- _Problem details_
Within the entries that follow, show each line where the word "third" occurs.

- _Dataset_
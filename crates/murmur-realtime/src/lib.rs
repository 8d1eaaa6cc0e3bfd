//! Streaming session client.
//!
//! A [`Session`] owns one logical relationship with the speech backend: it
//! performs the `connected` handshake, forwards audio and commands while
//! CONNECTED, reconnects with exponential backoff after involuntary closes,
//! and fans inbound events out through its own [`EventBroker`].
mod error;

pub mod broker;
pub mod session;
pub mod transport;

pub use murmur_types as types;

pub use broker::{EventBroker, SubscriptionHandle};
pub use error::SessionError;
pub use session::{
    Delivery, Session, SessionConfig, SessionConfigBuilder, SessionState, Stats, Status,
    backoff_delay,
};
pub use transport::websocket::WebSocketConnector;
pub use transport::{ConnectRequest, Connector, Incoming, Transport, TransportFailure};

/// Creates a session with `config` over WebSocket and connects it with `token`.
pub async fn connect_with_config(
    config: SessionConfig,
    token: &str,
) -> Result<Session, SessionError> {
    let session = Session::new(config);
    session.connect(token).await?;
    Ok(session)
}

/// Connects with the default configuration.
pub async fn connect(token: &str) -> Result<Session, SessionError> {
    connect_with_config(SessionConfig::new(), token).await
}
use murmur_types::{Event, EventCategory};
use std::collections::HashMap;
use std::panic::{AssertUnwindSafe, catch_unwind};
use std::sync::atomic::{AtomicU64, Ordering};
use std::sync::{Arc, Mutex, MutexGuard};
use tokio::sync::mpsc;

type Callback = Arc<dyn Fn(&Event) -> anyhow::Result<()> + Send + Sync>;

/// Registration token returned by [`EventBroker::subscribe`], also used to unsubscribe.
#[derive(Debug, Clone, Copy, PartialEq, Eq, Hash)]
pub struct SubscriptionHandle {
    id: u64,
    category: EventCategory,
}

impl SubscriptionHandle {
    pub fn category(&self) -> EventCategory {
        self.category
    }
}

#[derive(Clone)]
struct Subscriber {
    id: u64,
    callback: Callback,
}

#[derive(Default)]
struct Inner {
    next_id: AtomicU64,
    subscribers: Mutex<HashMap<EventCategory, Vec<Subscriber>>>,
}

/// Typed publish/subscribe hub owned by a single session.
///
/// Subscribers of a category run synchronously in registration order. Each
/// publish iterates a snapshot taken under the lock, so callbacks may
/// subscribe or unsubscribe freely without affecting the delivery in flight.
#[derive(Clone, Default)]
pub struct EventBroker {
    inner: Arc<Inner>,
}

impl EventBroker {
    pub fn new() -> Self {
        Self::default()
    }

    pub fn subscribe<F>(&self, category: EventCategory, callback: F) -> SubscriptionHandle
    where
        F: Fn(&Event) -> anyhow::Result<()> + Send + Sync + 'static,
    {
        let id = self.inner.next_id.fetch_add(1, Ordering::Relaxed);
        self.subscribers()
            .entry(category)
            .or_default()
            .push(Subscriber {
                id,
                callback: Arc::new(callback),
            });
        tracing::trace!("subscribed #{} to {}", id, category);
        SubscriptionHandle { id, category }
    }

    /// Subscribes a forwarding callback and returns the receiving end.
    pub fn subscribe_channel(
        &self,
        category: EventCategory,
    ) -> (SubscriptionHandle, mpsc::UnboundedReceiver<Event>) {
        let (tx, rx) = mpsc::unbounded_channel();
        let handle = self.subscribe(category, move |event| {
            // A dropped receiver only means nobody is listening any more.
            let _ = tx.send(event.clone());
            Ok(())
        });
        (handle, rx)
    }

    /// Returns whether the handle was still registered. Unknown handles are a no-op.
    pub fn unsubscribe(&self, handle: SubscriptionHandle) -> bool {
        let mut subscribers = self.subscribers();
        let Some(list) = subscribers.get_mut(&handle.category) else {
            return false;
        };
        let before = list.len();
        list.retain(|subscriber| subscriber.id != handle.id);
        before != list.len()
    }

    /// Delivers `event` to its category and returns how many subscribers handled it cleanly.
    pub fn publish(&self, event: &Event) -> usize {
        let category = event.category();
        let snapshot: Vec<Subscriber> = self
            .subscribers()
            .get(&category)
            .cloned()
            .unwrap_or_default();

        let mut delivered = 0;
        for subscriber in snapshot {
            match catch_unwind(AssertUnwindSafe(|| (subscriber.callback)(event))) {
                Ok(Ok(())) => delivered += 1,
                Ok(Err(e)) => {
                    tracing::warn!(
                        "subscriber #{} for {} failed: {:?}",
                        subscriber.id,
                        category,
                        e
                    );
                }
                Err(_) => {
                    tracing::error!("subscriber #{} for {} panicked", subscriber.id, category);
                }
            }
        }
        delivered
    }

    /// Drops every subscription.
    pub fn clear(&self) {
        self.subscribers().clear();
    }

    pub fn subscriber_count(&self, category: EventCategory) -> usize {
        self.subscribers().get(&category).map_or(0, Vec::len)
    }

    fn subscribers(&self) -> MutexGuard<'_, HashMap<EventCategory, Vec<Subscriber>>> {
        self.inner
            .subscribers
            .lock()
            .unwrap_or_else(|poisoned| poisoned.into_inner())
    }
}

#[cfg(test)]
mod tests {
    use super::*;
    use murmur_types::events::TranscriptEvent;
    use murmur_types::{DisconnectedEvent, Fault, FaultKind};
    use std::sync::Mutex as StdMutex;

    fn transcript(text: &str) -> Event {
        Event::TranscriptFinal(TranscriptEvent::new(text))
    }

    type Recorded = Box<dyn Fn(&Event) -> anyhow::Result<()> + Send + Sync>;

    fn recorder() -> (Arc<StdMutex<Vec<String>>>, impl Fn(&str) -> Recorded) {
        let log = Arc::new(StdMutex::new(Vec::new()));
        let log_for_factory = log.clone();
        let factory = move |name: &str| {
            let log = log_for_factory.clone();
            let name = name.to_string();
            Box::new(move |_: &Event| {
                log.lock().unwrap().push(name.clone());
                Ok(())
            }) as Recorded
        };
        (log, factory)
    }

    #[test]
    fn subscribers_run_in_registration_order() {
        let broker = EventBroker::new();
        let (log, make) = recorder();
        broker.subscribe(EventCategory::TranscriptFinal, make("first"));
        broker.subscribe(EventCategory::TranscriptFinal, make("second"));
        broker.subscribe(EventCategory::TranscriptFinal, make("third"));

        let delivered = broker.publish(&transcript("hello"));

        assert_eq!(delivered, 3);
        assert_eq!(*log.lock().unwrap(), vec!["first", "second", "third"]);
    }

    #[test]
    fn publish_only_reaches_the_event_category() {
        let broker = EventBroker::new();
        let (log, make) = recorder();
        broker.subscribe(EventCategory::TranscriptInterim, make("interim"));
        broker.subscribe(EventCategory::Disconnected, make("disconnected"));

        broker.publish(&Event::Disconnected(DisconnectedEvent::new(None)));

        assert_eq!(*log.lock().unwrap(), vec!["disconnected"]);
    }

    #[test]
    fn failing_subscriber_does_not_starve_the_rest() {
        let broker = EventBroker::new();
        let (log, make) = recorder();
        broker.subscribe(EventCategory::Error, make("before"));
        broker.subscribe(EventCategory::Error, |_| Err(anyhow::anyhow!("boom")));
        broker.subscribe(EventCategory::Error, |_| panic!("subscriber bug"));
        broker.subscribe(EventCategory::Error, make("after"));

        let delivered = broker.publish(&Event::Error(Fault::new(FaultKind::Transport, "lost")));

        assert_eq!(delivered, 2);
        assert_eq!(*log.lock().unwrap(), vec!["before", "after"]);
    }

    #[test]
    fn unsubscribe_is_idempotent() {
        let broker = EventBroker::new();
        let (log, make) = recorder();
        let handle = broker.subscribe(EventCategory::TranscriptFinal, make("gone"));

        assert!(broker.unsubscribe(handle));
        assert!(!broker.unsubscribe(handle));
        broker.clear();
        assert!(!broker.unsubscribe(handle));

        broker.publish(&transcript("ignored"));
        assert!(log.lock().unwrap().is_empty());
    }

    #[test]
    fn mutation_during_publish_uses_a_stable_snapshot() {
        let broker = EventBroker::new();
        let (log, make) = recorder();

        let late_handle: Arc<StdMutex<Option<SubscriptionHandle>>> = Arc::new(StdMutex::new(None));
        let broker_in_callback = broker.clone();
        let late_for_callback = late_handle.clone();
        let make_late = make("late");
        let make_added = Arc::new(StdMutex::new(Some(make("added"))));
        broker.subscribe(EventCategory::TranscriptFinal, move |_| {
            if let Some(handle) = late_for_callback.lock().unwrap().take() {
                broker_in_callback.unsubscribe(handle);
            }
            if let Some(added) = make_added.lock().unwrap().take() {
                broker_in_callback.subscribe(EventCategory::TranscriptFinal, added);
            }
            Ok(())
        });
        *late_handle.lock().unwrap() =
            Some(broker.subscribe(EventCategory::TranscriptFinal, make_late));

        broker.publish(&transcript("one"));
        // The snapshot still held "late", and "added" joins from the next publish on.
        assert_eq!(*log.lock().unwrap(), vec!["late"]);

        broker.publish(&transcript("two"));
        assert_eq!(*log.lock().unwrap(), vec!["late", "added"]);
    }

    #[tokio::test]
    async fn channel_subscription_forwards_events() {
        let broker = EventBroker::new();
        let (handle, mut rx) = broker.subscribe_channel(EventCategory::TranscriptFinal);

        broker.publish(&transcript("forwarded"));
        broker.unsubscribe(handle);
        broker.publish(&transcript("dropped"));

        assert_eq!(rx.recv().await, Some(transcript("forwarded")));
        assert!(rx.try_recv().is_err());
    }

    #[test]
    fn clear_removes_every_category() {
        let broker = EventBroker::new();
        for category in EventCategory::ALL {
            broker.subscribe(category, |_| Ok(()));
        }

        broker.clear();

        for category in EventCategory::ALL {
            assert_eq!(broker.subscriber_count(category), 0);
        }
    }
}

- _Expected answer_
        broker.subscribe(EventCategory::TranscriptFinal, make("third"));
        assert_eq!(*log.lock().unwrap(), vec!["first", "second", "third"]);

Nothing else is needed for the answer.